Korban and Flaubert introduced Americans to their point of view and methodology in May, when they suspended Automatic from the ceiling of the Diesel Denim Gallery in New York’s SoHo neighborhood. The latest in a series of temporary works commissioned for the 950-square-foot store by freelance curator Sebastien Agneessens, Automatic also represents one of Korban/Flaubert’s most monumental uses of tetrahedra.
Automatic could be described as Weblights writ large. Instead of LEDs, it incorporates off-the-shelf T8 fluorescent tubes within truncated triangular prisms fabricated from 7-foot-long aluminum arms. To generate a complex form, Korban/Flaubert suspended a starting module from Diesel’s ceiling and improvised the resulting chain. “One prism connects to the next,” Flaubert explains, “as if they’re floating in space, docking onto each other.”
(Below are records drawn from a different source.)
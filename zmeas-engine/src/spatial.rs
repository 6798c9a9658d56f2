//! 均匀网格空间索引。
//!
//! 以图元参考点 `floor(center / cell_size)` 作为网格键，每次匹配调用重建一次。

use std::collections::HashMap;

use zmeas_core::geometry::Point2;

/// 网格最小单元尺寸（图纸单位）。
pub const MIN_CELL_SIZE: f64 = 100.0;
/// 单元尺寸相对动态容差的倍数。
pub const CELL_TOLERANCE_FACTOR: f64 = 20.0;

pub type CellKey = (i64, i64);

/// 根据动态容差推导单元尺寸：`max(tolerance * 20, 100)`。
pub fn cell_size_for(dynamic_tolerance: f64) -> f64 {
    (dynamic_tolerance * CELL_TOLERANCE_FACTOR).max(MIN_CELL_SIZE)
}

/// 以参考点为键的网格，条目为调用方提供的索引（通常是候选列表下标）。
#[derive(Debug)]
pub struct SpatialGrid {
    cell_size: f64,
    cells: HashMap<CellKey, Vec<usize>>,
    len: usize,
}

impl SpatialGrid {
    pub fn new(cell_size: f64) -> Self {
        Self {
            cell_size: if cell_size.is_finite() && cell_size > 0.0 {
                cell_size
            } else {
                MIN_CELL_SIZE
            },
            cells: HashMap::new(),
            len: 0,
        }
    }

    /// 由 `(条目, 参考点)` 序列一次性构建网格。
    pub fn build<I>(cell_size: f64, items: I) -> Self
    where
        I: IntoIterator<Item = (usize, Point2)>,
    {
        let mut grid = Self::new(cell_size);
        for (item, point) in items {
            grid.insert(item, point);
        }
        grid
    }

    pub fn insert(&mut self, item: usize, point: Point2) {
        let key = self.cell_of(point);
        self.cells.entry(key).or_default().push(item);
        self.len += 1;
    }

    #[inline]
    pub fn cell_size(&self) -> f64 {
        self.cell_size
    }

    #[inline]
    pub fn len(&self) -> usize {
        self.len
    }

    #[inline]
    pub fn is_empty(&self) -> bool {
        self.len == 0
    }

    #[inline]
    pub fn cell_of(&self, point: Point2) -> CellKey {
        (
            (point.x() / self.cell_size).floor() as i64,
            (point.y() / self.cell_size).floor() as i64,
        )
    }

    /// 以 `point` 所在单元为中心、半径为 `ring` 个单元的方形邻域内的全部条目。
    pub fn neighborhood(&self, point: Point2, ring: i64) -> impl Iterator<Item = usize> + '_ {
        let (cx, cy) = self.cell_of(point);
        let ring = ring.max(0);
        (cx - ring..=cx + ring)
            .flat_map(move |gx| (cy - ring..=cy + ring).map(move |gy| (gx, gy)))
            .filter_map(move |key| self.cells.get(&key))
            .flat_map(|items| items.iter().copied())
    }

    /// 3×3 邻域。单元尺寸不小于动态容差的 20 倍，容差范围内的点必在其中。
    pub fn adjacent(&self, point: Point2) -> impl Iterator<Item = usize> + '_ {
        self.neighborhood(point, 1)
    }

    /// 覆盖以 `point` 为圆心、`radius` 为半径圆的邻域条目（未做精确距离过滤）。
    pub fn within_radius(&self, point: Point2, radius: f64) -> impl Iterator<Item = usize> + '_ {
        let ring = (radius.max(0.0) / self.cell_size).ceil() as i64;
        self.neighborhood(point, ring)
    }
}
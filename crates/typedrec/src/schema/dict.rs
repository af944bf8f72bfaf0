// SPDX-License-Identifier: Apache-2.0 OR MIT
// Copyright (c) 2025-2026 naskel.com

//! Schema dictionary: JSON form of a [`RecordSchema`].
//!
//! A dictionary travels next to the encoded bytes so a reader without the
//! producer's types can rebuild the schema. Loading goes through
//! [`RecordSchema::build`], so a loaded schema is validated like a built one.
//!
//! ```json
//! {
//!   "name": "Event",
//!   "text_prefix": "u32",
//!   "fields": [
//!     { "name": "n", "kind": "scalar", "scalar": "u32" },
//!     { "name": "items", "kind": "variable_slice", "element": { "scalar": "i16" }, "count_field": "n" }
//!   ]
//! }
//! ```

use crate::error::SchemaError;
use crate::schema::{ElementKind, FieldDescriptor, FieldKind, RecordSchema, ScalarKind, TextPrefix};
use serde::{Deserialize, Serialize};
use std::sync::Arc;

/// Serialized schema.
#[derive(Debug, Clone, PartialEq, Serialize, Deserialize)]
pub struct SchemaDef {
    pub name: String,
    #[serde(default)]
    pub text_prefix: TextPrefix,
    pub fields: Vec<FieldDef>,
}

/// Serialized field.
#[derive(Debug, Clone, PartialEq, Serialize, Deserialize)]
pub struct FieldDef {
    pub name: String,
    #[serde(flatten)]
    pub kind: KindDef,
}

/// Serialized field kind.
#[derive(Debug, Clone, PartialEq, Serialize, Deserialize)]
#[serde(tag = "kind", rename_all = "snake_case")]
pub enum KindDef {
    Scalar { scalar: ScalarKind },
    FixedArray { element: ElementKind, length: usize },
    VariableSlice {
        element: ElementKind,
        count_field: String,
    },
    Vector { element: ElementKind },
    Text,
    Composite { schema: SchemaDef },
    FixedArrayOfComposite { schema: SchemaDef, length: usize },
    Reference { schema: SchemaDef },
}

impl From<&RecordSchema> for SchemaDef {
    fn from(schema: &RecordSchema) -> Self {
        Self {
            name: schema.name().to_string(),
            text_prefix: schema.text_prefix(),
            fields: schema
                .fields()
                .iter()
                .map(|f| FieldDef {
                    name: f.name().to_string(),
                    kind: KindDef::from(f.kind()),
                })
                .collect(),
        }
    }
}

impl From<&FieldKind> for KindDef {
    fn from(kind: &FieldKind) -> Self {
        match kind {
            FieldKind::Scalar(s) => Self::Scalar { scalar: *s },
            FieldKind::FixedArray { element, length } => Self::FixedArray {
                element: *element,
                length: *length,
            },
            FieldKind::VariableSlice {
                element,
                count_field,
            } => Self::VariableSlice {
                element: *element,
                count_field: count_field.clone(),
            },
            FieldKind::Vector { element } => Self::Vector { element: *element },
            FieldKind::Text => Self::Text,
            FieldKind::Composite(schema) => Self::Composite {
                schema: SchemaDef::from(schema.as_ref()),
            },
            FieldKind::FixedArrayOfComposite { schema, length } => Self::FixedArrayOfComposite {
                schema: SchemaDef::from(schema.as_ref()),
                length: *length,
            },
            FieldKind::Reference(schema) => Self::Reference {
                schema: SchemaDef::from(schema.as_ref()),
            },
        }
    }
}

impl TryFrom<SchemaDef> for RecordSchema {
    type Error = SchemaError;

    fn try_from(def: SchemaDef) -> Result<Self, Self::Error> {
        let fields = def
            .fields
            .into_iter()
            .map(|f| -> Result<FieldDescriptor, SchemaError> {
                Ok(FieldDescriptor::new(f.name, FieldKind::try_from(f.kind)?))
            })
            .collect::<Result<Vec<_>, _>>()?;
        RecordSchema::build(def.name, def.text_prefix, fields)
    }
}

impl TryFrom<KindDef> for FieldKind {
    type Error = SchemaError;

    fn try_from(def: KindDef) -> Result<Self, Self::Error> {
        let nested = |schema: SchemaDef| RecordSchema::try_from(schema).map(Arc::new);
        Ok(match def {
            KindDef::Scalar { scalar } => Self::Scalar(scalar),
            KindDef::FixedArray { element, length } => Self::FixedArray { element, length },
            KindDef::VariableSlice {
                element,
                count_field,
            } => Self::VariableSlice {
                element,
                count_field,
            },
            KindDef::Vector { element } => Self::Vector { element },
            KindDef::Text => Self::Text,
            KindDef::Composite { schema } => Self::Composite(nested(schema)?),
            KindDef::FixedArrayOfComposite { schema, length } => Self::FixedArrayOfComposite {
                schema: nested(schema)?,
                length,
            },
            KindDef::Reference { schema } => Self::Reference(nested(schema)?),
        })
    }
}

impl RecordSchema {
    /// Serialize this schema to its JSON dictionary form.
    pub fn to_json(&self) -> Result<String, SchemaError> {
        Ok(serde_json::to_string_pretty(&SchemaDef::from(self))?)
    }

    /// Load and validate a schema from its JSON dictionary form.
    pub fn from_json(json: &str) -> Result<Self, SchemaError> {
        let def: SchemaDef = serde_json::from_str(json)?;
        Self::try_from(def)
    }
}
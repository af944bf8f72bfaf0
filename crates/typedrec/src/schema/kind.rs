// SPDX-License-Identifier: Apache-2.0 OR MIT
// Copyright (c) 2025-2026 naskel.com

//! Field kinds: the closed set of shapes a schema field may take.

use crate::schema::RecordSchema;
use serde::{Deserialize, Serialize};
use std::fmt;
use std::sync::Arc;

/// Fixed-width scalar kinds. All multi-byte scalars are big-endian on the wire.
#[derive(Debug, Clone, Copy, PartialEq, Eq, Hash, Serialize, Deserialize)]
#[serde(rename_all = "lowercase")]
pub enum ScalarKind {
    Bool,
    I8,
    I16,
    I32,
    I64,
    U8,
    U16,
    U32,
    U64,
    F32,
    F64,
}

impl ScalarKind {
    /// Size in bytes on the wire.
    pub fn size(self) -> usize {
        match self {
            Self::Bool | Self::I8 | Self::U8 => 1,
            Self::I16 | Self::U16 => 2,
            Self::I32 | Self::U32 | Self::F32 => 4,
            Self::I64 | Self::U64 | Self::F64 => 8,
        }
    }

    /// Integer kinds may govern a `VariableSlice`.
    pub fn is_integer(self) -> bool {
        !matches!(self, Self::Bool | Self::F32 | Self::F64)
    }

    pub fn name(self) -> &'static str {
        match self {
            Self::Bool => "bool",
            Self::I8 => "i8",
            Self::I16 => "i16",
            Self::I32 => "i32",
            Self::I64 => "i64",
            Self::U8 => "u8",
            Self::U16 => "u16",
            Self::U32 => "u32",
            Self::U64 => "u64",
            Self::F32 => "f32",
            Self::F64 => "f64",
        }
    }
}

impl fmt::Display for ScalarKind {
    fn fmt(&self, f: &mut fmt::Formatter<'_>) -> fmt::Result {
        f.write_str(self.name())
    }
}

/// Element kind of arrays, slices and vectors.
#[derive(Debug, Clone, Copy, PartialEq, Eq, Hash, Serialize, Deserialize)]
#[serde(rename_all = "snake_case")]
pub enum ElementKind {
    Scalar(ScalarKind),
    /// Length-prefixed text, using the owning schema's prefix.
    Text,
}

impl From<ScalarKind> for ElementKind {
    fn from(kind: ScalarKind) -> Self {
        Self::Scalar(kind)
    }
}

impl fmt::Display for ElementKind {
    fn fmt(&self, f: &mut fmt::Formatter<'_>) -> fmt::Result {
        match self {
            Self::Scalar(s) => s.fmt(f),
            Self::Text => f.write_str("text"),
        }
    }
}

/// Length prefix of text values, fixed per schema.
#[derive(Debug, Clone, Copy, PartialEq, Eq, Hash, Serialize, Deserialize)]
#[serde(rename_all = "lowercase")]
pub enum TextPrefix {
    U8,
    U16,
    U32,
    /// One byte for lengths below 255, else `0xFF` followed by a u32.
    Compact,
}

impl TextPrefix {
    /// Largest text length (in bytes) this prefix can express.
    pub fn max_len(self) -> usize {
        match self {
            Self::U8 => u8::MAX as usize,
            Self::U16 => u16::MAX as usize,
            Self::U32 | Self::Compact => u32::MAX as usize,
        }
    }

    /// Number of prefix bytes written for a text of `len` bytes.
    pub fn encoded_len(self, len: usize) -> usize {
        match self {
            Self::U8 => 1,
            Self::U16 => 2,
            Self::U32 => 4,
            Self::Compact if len < usize::from(crate::config::COMPACT_TEXT_ESCAPE) => 1,
            Self::Compact => 5,
        }
    }
}

impl Default for TextPrefix {
    fn default() -> Self {
        crate::config::DEFAULT_TEXT_PREFIX
    }
}

/// Kind of a schema field.
#[derive(Debug, Clone, PartialEq, Eq)]
pub enum FieldKind {
    /// Fixed-width scalar.
    Scalar(ScalarKind),
    /// Exactly `length` elements inline.
    FixedArray { element: ElementKind, length: usize },
    /// Elements whose count is the value of an earlier integer field.
    VariableSlice {
        element: ElementKind,
        count_field: String,
    },
    /// Self-counted collection: u32 count followed by the elements.
    Vector { element: ElementKind },
    /// Length-prefixed text.
    Text,
    /// Nested record, inline with no framing.
    Composite(Arc<RecordSchema>),
    /// Exactly `length` nested records inline.
    FixedArrayOfComposite {
        schema: Arc<RecordSchema>,
        length: usize,
    },
    /// Single-owner reference: presence marker, then the target inline.
    Reference(Arc<RecordSchema>),
}

impl FieldKind {
    /// Check if this kind may act as a slice count field.
    pub fn is_count_kind(&self) -> bool {
        matches!(self, Self::Scalar(s) if s.is_integer())
    }

    /// Encoded size if it does not depend on the value (None on overflow).
    pub fn fixed_size(&self) -> Option<usize> {
        match self {
            Self::Scalar(s) => Some(s.size()),
            Self::FixedArray {
                element: ElementKind::Scalar(s),
                length,
            } => s.size().checked_mul(*length),
            Self::Composite(schema) => schema.fixed_size(),
            Self::FixedArrayOfComposite { schema, length } => {
                schema.fixed_size()?.checked_mul(*length)
            }
            Self::FixedArray {
                element: ElementKind::Text,
                ..
            }
            | Self::VariableSlice { .. }
            | Self::Vector { .. }
            | Self::Text
            | Self::Reference(_) => None,
        }
    }
}

impl fmt::Display for FieldKind {
    fn fmt(&self, f: &mut fmt::Formatter<'_>) -> fmt::Result {
        match self {
            Self::Scalar(s) => s.fmt(f),
            Self::FixedArray { element, length } => write!(f, "[{}; {}]", element, length),
            Self::VariableSlice {
                element,
                count_field,
            } => write!(f, "[{}; {}]", element, count_field),
            Self::Vector { element } => write!(f, "vector<{}>", element),
            Self::Text => f.write_str("text"),
            Self::Composite(schema) => f.write_str(schema.name()),
            Self::FixedArrayOfComposite { schema, length } => {
                write!(f, "[{}; {}]", schema.name(), length)
            }
            Self::Reference(schema) => write!(f, "&{}", schema.name()),
        }
    }
}
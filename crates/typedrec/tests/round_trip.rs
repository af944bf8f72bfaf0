// SPDX-License-Identifier: Apache-2.0 OR MIT
// Copyright (c) 2025-2026 naskel.com
//
// Randomized round trips: decode(encode(v)) == v for generated records.

use std::sync::Arc;
use typedrec::{
    decode, decode_from, encode, encode_into, cursor::ReadCursor, DecodeError, ElementKind,
    FieldKind, Record, RecordSchema, RefHandle, Reference, ScalarKind, TextPrefix, Value,
};

const ITERATIONS: usize = 200;

fn init_logging() {
    let _ = env_logger::builder().is_test(true).try_init();
}

fn random_scalar(rng: &mut fastrand::Rng, kind: ScalarKind) -> Value {
    match kind {
        ScalarKind::Bool => Value::Bool(rng.bool()),
        ScalarKind::I8 => Value::I8(rng.i8(..)),
        ScalarKind::I16 => Value::I16(rng.i16(..)),
        ScalarKind::I32 => Value::I32(rng.i32(..)),
        ScalarKind::I64 => Value::I64(rng.i64(..)),
        ScalarKind::U8 => Value::U8(rng.u8(..)),
        ScalarKind::U16 => Value::U16(rng.u16(..)),
        ScalarKind::U32 => Value::U32(rng.u32(..)),
        ScalarKind::U64 => Value::U64(rng.u64(..)),
        // Finite values only: NaN never compares equal.
        ScalarKind::F32 => Value::F32(rng.f32() * 1e6 - 5e5),
        ScalarKind::F64 => Value::F64(rng.f64() * 1e12 - 5e11),
    }
}

fn random_text(rng: &mut fastrand::Rng) -> String {
    let len = rng.usize(0..40);
    (0..len)
        .map(|_| match rng.u8(0..10) {
            0 => 'é',
            1 => '✓',
            _ => rng.alphanumeric(),
        })
        .collect()
}

fn random_element(rng: &mut fastrand::Rng, element: ElementKind) -> Value {
    match element {
        ElementKind::Scalar(kind) => random_scalar(rng, kind),
        ElementKind::Text => Value::Text(random_text(rng)),
    }
}

fn random_record(rng: &mut fastrand::Rng, schema: &Arc<RecordSchema>) -> Record {
    let mut rec = Record::new(schema);

    for field in schema.fields() {
        let name = field.name();
        match field.kind() {
            // Set through set_slice below.
            FieldKind::Scalar(_) if name == "n" => {}
            FieldKind::Scalar(kind) => rec.set(name, random_scalar(rng, *kind)).unwrap(),
            FieldKind::FixedArray { element, length } => {
                let items = (0..*length).map(|_| random_element(rng, *element)).collect();
                rec.set(name, Value::Array(items)).unwrap();
            }
            FieldKind::VariableSlice { .. } => {}
            FieldKind::Vector { element } => {
                let len = rng.usize(0..8);
                let items = (0..len).map(|_| random_element(rng, *element)).collect();
                rec.set(name, Value::Vector(items)).unwrap();
            }
            FieldKind::Text => rec.set(name, random_text(rng)).unwrap(),
            FieldKind::Composite(nested) => {
                rec.set(name, random_record(rng, nested)).unwrap();
            }
            FieldKind::FixedArrayOfComposite { schema, length } => {
                let items = (0..*length).map(|_| random_record(rng, schema)).collect();
                rec.set(name, Value::CompositeArray(items)).unwrap();
            }
            FieldKind::Reference(nested) => {
                let reference = if rng.bool() {
                    Reference::new(RefHandle::new(rng.u32(1..)), random_record(rng, nested))
                } else {
                    Reference::null()
                };
                rec.set(name, reference).unwrap();
            }
        }
    }

    // All slices share one count, so draw it once.
    let count = rng.usize(0..12);
    for field in schema.fields() {
        if let FieldKind::VariableSlice { element, .. } = field.kind() {
            let items = (0..count).map(|_| random_element(rng, *element)).collect();
            rec.set_slice(field.name(), items).unwrap();
        }
    }

    rec
}

fn event_schema() -> Arc<RecordSchema> {
    let p3 = Arc::new(
        RecordSchema::builder("P3")
            .scalar("px", ScalarKind::I32)
            .scalar("py", ScalarKind::F64)
            .scalar("pz", ScalarKind::I32)
            .build()
            .unwrap(),
    );
    let obj = Arc::new(
        RecordSchema::builder("ObjString")
            .text_prefix(TextPrefix::Compact)
            .text("str")
            .scalar("bits", ScalarKind::U32)
            .build()
            .unwrap(),
    );
    Arc::new(
        RecordSchema::builder("Event")
            .scalar("flag", ScalarKind::Bool)
            .scalar("i8", ScalarKind::I8)
            .scalar("u64", ScalarKind::U64)
            .scalar("f32", ScalarKind::F32)
            .text("name")
            .scalar("n", ScalarKind::U16)
            .slice("sli_i16", ScalarKind::I16, "n")
            .composite("p3", p3.clone())
            .slice("sli_str", ElementKind::Text, "n")
            .array("arr_f64", ScalarKind::F64, 4)
            .array("arr_str", ElementKind::Text, 2)
            .reference("obj", obj)
            .composite_array("arr_p3", p3, 3)
            .vector("vec_u8", ScalarKind::U8)
            .vector("vec_str", ElementKind::Text)
            .build()
            .unwrap(),
    )
}

#[test]
fn random_events_round_trip() {
    init_logging();
    let mut rng = fastrand::Rng::with_seed(0x5EED);
    let schema = event_schema();

    for _ in 0..ITERATIONS {
        let rec = random_record(&mut rng, &schema);
        let bytes = encode(&schema, &rec).expect("encode");
        let decoded = decode(&schema, &bytes).expect("decode");
        assert_eq!(decoded, rec);
    }
}

#[test]
fn random_stream_round_trip() {
    init_logging();
    let mut rng = fastrand::Rng::with_seed(42);
    let schema = event_schema();

    let records: Vec<Record> = (0..32).map(|_| random_record(&mut rng, &schema)).collect();
    let mut stream = Vec::new();
    for rec in &records {
        encode_into(&schema, rec, &mut stream).expect("encode");
    }

    let mut input = ReadCursor::new(&stream);
    for rec in &records {
        assert_eq!(&decode_from(&schema, &mut input).expect("decode"), rec);
    }
    assert!(input.is_empty());
}

#[test]
fn every_truncation_is_rejected() {
    init_logging();
    let mut rng = fastrand::Rng::with_seed(7);
    let schema = event_schema();
    let rec = random_record(&mut rng, &schema);
    let bytes = encode(&schema, &rec).expect("encode");

    for cut in 0..bytes.len() {
        match decode(&schema, &bytes[..cut]) {
            Err(DecodeError::UnexpectedEof { .. }) => {}
            other => panic!("truncation at {cut}: expected EOF, got {other:?}"),
        }
    }
}
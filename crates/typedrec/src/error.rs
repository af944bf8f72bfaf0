// SPDX-License-Identifier: Apache-2.0 OR MIT
// Copyright (c) 2025-2026 naskel.com

//! Error taxonomy for schema building, encoding, decoding and record access.
//!
//! Every error carries the dotted path of the offending field
//! (`Event.p3.px`) so a failure deep inside a composite can be located.

use std::io;
use thiserror::Error;

/// Schema validation errors (fatal at build time).
#[derive(Debug, Error)]
pub enum SchemaError {
    #[error("Duplicate field name {field:?} in schema {schema:?}")]
    DuplicateFieldName { schema: String, field: String },

    #[error("Field {field:?} counts on {count_field:?}, which is not an earlier integer field")]
    DanglingCountReference { field: String, count_field: String },

    #[error("Field {field:?} declares invalid fixed length {length}")]
    InvalidFixedLength { field: String, length: usize },

    #[error("Schema dictionary error: {0}")]
    Dictionary(#[from] serde_json::Error),
}

/// Encoding errors. The output produced so far must be discarded.
#[derive(Debug, Error)]
pub enum EncodeError {
    #[error("Length mismatch for {field}: schema declares {expected}, value has {found}")]
    LengthMismatch {
        field: String,
        expected: usize,
        found: usize,
    },

    #[error("Count mismatch for {field}: {count_field} = {count}, slice holds {length}")]
    CountMismatch {
        field: String,
        count_field: String,
        count: i128,
        length: usize,
    },

    #[error("Reference {field} is marked present but has no target")]
    DanglingReference { field: String },

    #[error("Unsupported kind for {field}: {kind}")]
    UnsupportedKind { field: String, kind: String },

    #[error("Value mismatch for {field}: expected {expected}, found {found}")]
    ValueMismatch {
        field: String,
        expected: String,
        found: String,
    },

    #[error("Record bound to schema {found:?}, encoder given {expected:?}")]
    SchemaMismatch { expected: String, found: String },

    #[error("Text {field} is {length} bytes, prefix allows at most {max}")]
    TextTooLong {
        field: String,
        length: usize,
        max: usize,
    },

    #[error("Vector {field} holds {count} elements, the wire count allows at most {max}")]
    TooManyElements {
        field: String,
        count: usize,
        max: usize,
    },

    #[error("I/O error: {0}")]
    Io(#[from] io::Error),
}

/// Decoding errors. No partial record is ever returned.
#[derive(Debug, Error)]
pub enum DecodeError {
    #[error("Unexpected end of input in {field}: need {needed} bytes, have {remaining}")]
    UnexpectedEof {
        field: String,
        needed: usize,
        remaining: usize,
    },

    #[error(
        "Invalid count for {field}: {}",
        .count.map_or_else(|| "missing".to_string(), |c| c.to_string())
    )]
    InvalidCount { field: String, count: Option<i128> },

    #[error("Unsupported kind for {field}: {kind}")]
    UnsupportedKind { field: String, kind: String },

    #[error("Invalid UTF-8 text in {field}: {source}")]
    InvalidText {
        field: String,
        #[source]
        source: std::string::FromUtf8Error,
    },

    #[error("{remaining} trailing bytes after record {schema:?}")]
    TrailingBytes { schema: String, remaining: usize },
}

/// Errors from typed record accessors.
#[derive(Debug, Error, PartialEq, Eq)]
pub enum RecordError {
    #[error("Field not found: {0}")]
    FieldNotFound(String),

    #[error("Type mismatch for {field}: expected {expected}, got {got}")]
    TypeMismatch {
        field: String,
        expected: String,
        got: String,
    },

    #[error("Count field {field} ({kind}) cannot hold {count}")]
    CountOverflow {
        field: String,
        kind: String,
        count: usize,
    },
}
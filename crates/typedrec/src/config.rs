// SPDX-License-Identifier: Apache-2.0 OR MIT
// Copyright (c) 2025-2026 naskel.com

//! Codec configuration.
//!
//! - **Level 1 (Static)**: wire-format constants. These are part of the byte
//!   contract and must never be changed.
//! - **Level 2 (Runtime)**: [`CodecConfig`], decode-side resource limits that
//!   callers may tune (or load from JSON).
//!
//! # Example
//!
//! ```rust
//! use typedrec::config::CodecConfig;
//!
//! let config = CodecConfig::from_json(r#"{ "max_count": 4096 }"#).unwrap();
//! assert_eq!(config.max_count, Some(4096));
//! assert_eq!(config.max_text_len, None);
//! ```

use crate::schema::TextPrefix;
use serde::{Deserialize, Serialize};

// =======================================================================
// Wire constants
// =======================================================================

/// Text prefix used when a schema does not choose one.
pub const DEFAULT_TEXT_PREFIX: TextPrefix = TextPrefix::U32;

/// Reference marker byte for an absent target.
pub const REFERENCE_ABSENT: u8 = 0;

/// Reference marker byte written for a present target.
///
/// Any nonzero byte is accepted as "present" when decoding.
pub const REFERENCE_PRESENT: u8 = 1;

/// Escape byte of the compact text prefix: lengths >= 255 are written as
/// `0xFF` followed by a big-endian u32.
pub const COMPACT_TEXT_ESCAPE: u8 = 0xFF;

// =======================================================================
// Resource limits
// =======================================================================

/// Upper bound on elements preallocated from an untrusted count.
///
/// Larger counts still decode, the vector just grows as elements arrive,
/// so a corrupt count hits `UnexpectedEof` before exhausting memory.
pub const MAX_PREALLOC_ELEMENTS: usize = 4096;

/// Upper bound on the output buffer reserved up front by
/// `RecordCodec::encode` for a fixed-size schema.
pub const MAX_PREALLOC_BYTES: usize = 64 * 1024;

/// Runtime limits applied while decoding.
#[derive(Debug, Clone, Default, PartialEq, Eq, Serialize, Deserialize)]
#[serde(default)]
pub struct CodecConfig {
    /// Largest element count accepted for slices and vectors (None = unbounded).
    pub max_count: Option<usize>,
    /// Largest text length in bytes accepted (None = unbounded).
    pub max_text_len: Option<usize>,
}

impl CodecConfig {
    /// Configuration with no limits.
    pub fn new() -> Self {
        Self::default()
    }

    /// Set the maximum element count.
    pub fn with_max_count(mut self, max: usize) -> Self {
        self.max_count = Some(max);
        self
    }

    /// Set the maximum text length.
    pub fn with_max_text_len(mut self, max: usize) -> Self {
        self.max_text_len = Some(max);
        self
    }

    /// Load from a JSON document. Missing keys keep their defaults.
    pub fn from_json(json: &str) -> Result<Self, serde_json::Error> {
        serde_json::from_str(json)
    }

    pub(crate) fn count_allowed(&self, count: usize) -> bool {
        self.max_count.map_or(true, |max| count <= max)
    }

    pub(crate) fn text_len_allowed(&self, len: usize) -> bool {
        self.max_text_len.map_or(true, |max| len <= max)
    }
}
The adaptation of Weblights to an architectural scale posed certain practical challenges in addition to Korban/Flaubert’s queries into the mathematical forms that underpin life. For example, parts of the installation intervened with circulation in the long, skinny retail interior, forcing visitors to duck and weave around the abstract volumes. “It’s about immersion,” Flaubert says, adding that the lights served as cues for participants who otherwise may be disoriented by the asymmetrical composition.
Flaubert calls Automatic “aggressive, tense. We wanted to create the sense of being propelled, of being on the edge of control.” In a previous iteration of the project, installed at Sydney’s Object gallery, slightly smaller illuminated modules stacked up and away from the viewer, filling out the domed volume of a former chapel—more a dainty artwork to behold than a partner to tango with. Yet another sensory experience may be realized as soon as next month: As of press time, Korban/Flaubert was in negotiations to reinstall Automatic for next month’s Art Basel Miami Beach.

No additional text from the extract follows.